Automation and GitOps

How to approach APIC automation with Terraform, Ansible, Python, REST reads, exports, and reviewable policy changes.

ACI is API-first. The GUI is useful for learning and inspection, but serious operations should move toward repeatable automation.

The automation options

For learning, start with read-only API calls. Then automate one tenant. Then automate one small application model.

Safe first API read

Use the APIC URL for your lab and credentials stored outside Git. A simple read-only call should list tenants:

curl -k -b cookie.txt https://apic.example.local/api/node/class/fvTenant.json

In practice, you authenticate first, store the session cookie, and keep usernames and passwords out of tracked files.

GitOps shape

A practical repository shape:

aci/
  tenants/
  contracts/
  l3out/
  access-policies/
  scripts/
  docs/

Each change should answer:

• What object is being changed?
• Why is it needed?
• What application or tenant owns it?
• What is the rollback?
• How was it validated?

What to automate first

Good first targets:

• Tenant creation.
• VRF and bridge domain creation.
• Application profile and EPG creation.
• Contracts and filters.
• Read-only inventory reports.
• Read-only fault reports.

Save access policies and L3Out automation for after you understand the relationships.
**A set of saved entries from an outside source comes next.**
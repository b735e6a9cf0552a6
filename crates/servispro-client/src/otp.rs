//! One-time-code channels used by the payment wizard.
//!
//! [`RemoteOtpChannel`] lets the backend generate, text and check the code;
//! the client only ever sees a delivery acknowledgement. [`DemoOtpChannel`]
//! generates the code locally, discloses it in-app and accepts a fixed bypass
//! value. It exists for demos and must be chosen explicitly.

use std::collections::HashMap;
use std::sync::Mutex;

use async_trait::async_trait;
use rand::thread_rng;
use servispro_types::{OtpCode, OtpDispatch, PaymentId, PhoneNumber};
use thiserror::Error;

use crate::transport::{PaymentTransport, TransportError};

/// Code accepted by [`DemoOtpChannel::new`] regardless of what was generated.
pub const DEMO_BYPASS_CODE: &str = "123456";

#[derive(Debug, Error, Clone, PartialEq, Eq)]
pub enum OtpError {
    #[error(transparent)]
    Transport(#[from] TransportError),
    #[error("no code was issued for payment {0}")]
    NotIssued(PaymentId),
    #[error("otp channel state unavailable")]
    Poisoned,
}

impl OtpError {
    pub fn detail(&self) -> Option<&str> {
        match self {
            Self::Transport(err) => err.detail(),
            _ => None,
        }
    }
}

/// How an issued code reached the payer.
#[derive(Debug, Clone, PartialEq, Eq)]
pub enum OtpDelivery {
    /// Shown in-app (demo only).
    Disclosed(OtpCode),
    /// Texted by the backend; the client never sees the code.
    Dispatched(OtpDispatch),
}

#[async_trait(?Send)]
pub trait OtpChannel {
    /// Issues a fresh code for `payment_id`, invalidating any previous one.
    async fn issue(
        &self,
        payment_id: &PaymentId,
        phone: &PhoneNumber,
    ) -> Result<OtpDelivery, OtpError>;

    /// `Ok(false)` is a mismatch; errors are reserved for channel failures.
    async fn verify(&self, payment_id: &PaymentId, code: &OtpCode) -> Result<bool, OtpError>;

    /// Forgets any local state kept for `payment_id`.
    fn discard(&self, _payment_id: &PaymentId) {}
}

#[derive(Debug, Default)]
pub struct DemoOtpChannel {
    bypass: Option<OtpCode>,
    codes: Mutex<HashMap<PaymentId, OtpCode>>,
}

impl DemoOtpChannel {
    pub fn new() -> Self {
        Self {
            bypass: OtpCode::parse(DEMO_BYPASS_CODE).ok(),
            codes: Mutex::new(HashMap::new()),
        }
    }

    pub fn without_bypass() -> Self {
        Self::default()
    }

    pub fn current_code(&self, payment_id: &PaymentId) -> Option<OtpCode> {
        self.codes
            .lock()
            .ok()
            .and_then(|codes| codes.get(payment_id).cloned())
    }
}

#[async_trait(?Send)]
impl OtpChannel for DemoOtpChannel {
    async fn issue(
        &self,
        payment_id: &PaymentId,
        _phone: &PhoneNumber,
    ) -> Result<OtpDelivery, OtpError> {
        let mut codes = self.codes.lock().map_err(|_| OtpError::Poisoned)?;
        let code = OtpCode::random_excluding(&mut thread_rng(), codes.get(payment_id));
        codes.insert(payment_id.clone(), code.clone());
        Ok(OtpDelivery::Disclosed(code))
    }

    async fn verify(&self, payment_id: &PaymentId, code: &OtpCode) -> Result<bool, OtpError> {
        let codes = self.codes.lock().map_err(|_| OtpError::Poisoned)?;
        let issued = codes
            .get(payment_id)
            .ok_or_else(|| OtpError::NotIssued(payment_id.clone()))?;
        Ok(issued == code || self.bypass.as_ref() == Some(code))
    }

    fn discard(&self, payment_id: &PaymentId) {
        if let Ok(mut codes) = self.codes.lock() {
            codes.remove(payment_id);
        }
    }
}

#[derive(Clone)]
pub struct RemoteOtpChannel<T: PaymentTransport> {
    transport: T,
}

impl<T: PaymentTransport> RemoteOtpChannel<T> {
    pub fn new(transport: T) -> Self {
        Self { transport }
    }
}

#[async_trait(?Send)]
impl<T: PaymentTransport> OtpChannel for RemoteOtpChannel<T> {
    async fn issue(
        &self,
        payment_id: &PaymentId,
        _phone: &PhoneNumber,
    ) -> Result<OtpDelivery, OtpError> {
        let dispatch = self.transport.request_otp(payment_id).await?;
        Ok(OtpDelivery::Dispatched(dispatch))
    }

    async fn verify(&self, payment_id: &PaymentId, code: &OtpCode) -> Result<bool, OtpError> {
        Ok(self.transport.verify_otp(payment_id, code).await?.verified)
    }
}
Those areas have more dependencies and more ways to create confusing partial state.

Simulator-specific advice

The simulator is a good API target because mistakes are cheap. Use it to practice:

• Exporting objects before and after changes.
• Comparing GUI-created policy with code-created policy.
• Building a small review workflow.
• Deleting and recreating lab tenants.
• Learning APIC object names and distinguished names.

Do not publish credentials, session cookies, private hostnames, or local secrets into Git. The code should expect those values from environment variables or a secret store.